■ **Task to carry out**: Run through the records and, wherever a line holds the word "PathBuf", return that line.

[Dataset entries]
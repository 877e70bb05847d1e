// SPDX-License-Identifier: AGPL-3.0-or-later
//
// Copyright (C) 2026 Relational Network

//! Path constants and utilities for the local storage layout.

use std::path::{Path, PathBuf};

/// Default base directory for all persistent state.
pub const DATA_ROOT: &str = "./data";

/// Storage path utilities.
#[derive(Debug, Clone)]
pub struct StoragePaths {
    root: PathBuf,
}

impl Default for StoragePaths {
    fn default() -> Self {
        Self::new(DATA_ROOT)
    }
}

impl StoragePaths {
    /// Create a new StoragePaths with a custom root (useful for testing).
    pub fn new(root: impl AsRef<Path>) -> Self {
        Self {
            root: root.as_ref().to_path_buf(),
        }
    }

    /// Root directory for all data.
    pub fn root(&self) -> &Path {
        &self.root
    }

    // ========== Wallet Paths ==========

    /// Directory holding the secret slot.
    pub fn wallet_dir(&self) -> PathBuf {
        self.root.join("wallet")
    }

    /// The single secret slot.
    pub fn secret(&self) -> PathBuf {
        self.wallet_dir().join("secret")
    }

    // ========== Portfolio Paths ==========

    /// Directory holding cached portfolio state.
    pub fn portfolio_dir(&self) -> PathBuf {
        self.root.join("portfolio")
    }

    /// Last merged balance list.
    pub fn snapshot(&self) -> PathBuf {
        self.portfolio_dir().join("snapshot.json")
    }
}

#[cfg(test)]
mod tests {
    use super::*;

    #[test]
    fn layout_is_rooted() {
        let paths = StoragePaths::new("/tmp/solace");
        assert_eq!(paths.secret(), PathBuf::from("/tmp/solace/wallet/secret"));
        assert_eq!(
            paths.snapshot(),
            PathBuf::from("/tmp/solace/portfolio/snapshot.json")
        );
        assert_eq!(StoragePaths::default().root(), Path::new(DATA_ROOT));
    }
}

■ **Written reply**:
use std::path::{Path, PathBuf};
    root: PathBuf,
    pub fn wallet_dir(&self) -> PathBuf {
    pub fn secret(&self) -> PathBuf {
    pub fn portfolio_dir(&self) -> PathBuf {
    pub fn snapshot(&self) -> PathBuf {
        assert_eq!(paths.secret(), PathBuf::from("/tmp/solace/wallet/secret"));
            PathBuf::from("/tmp/solace/portfolio/snapshot.json")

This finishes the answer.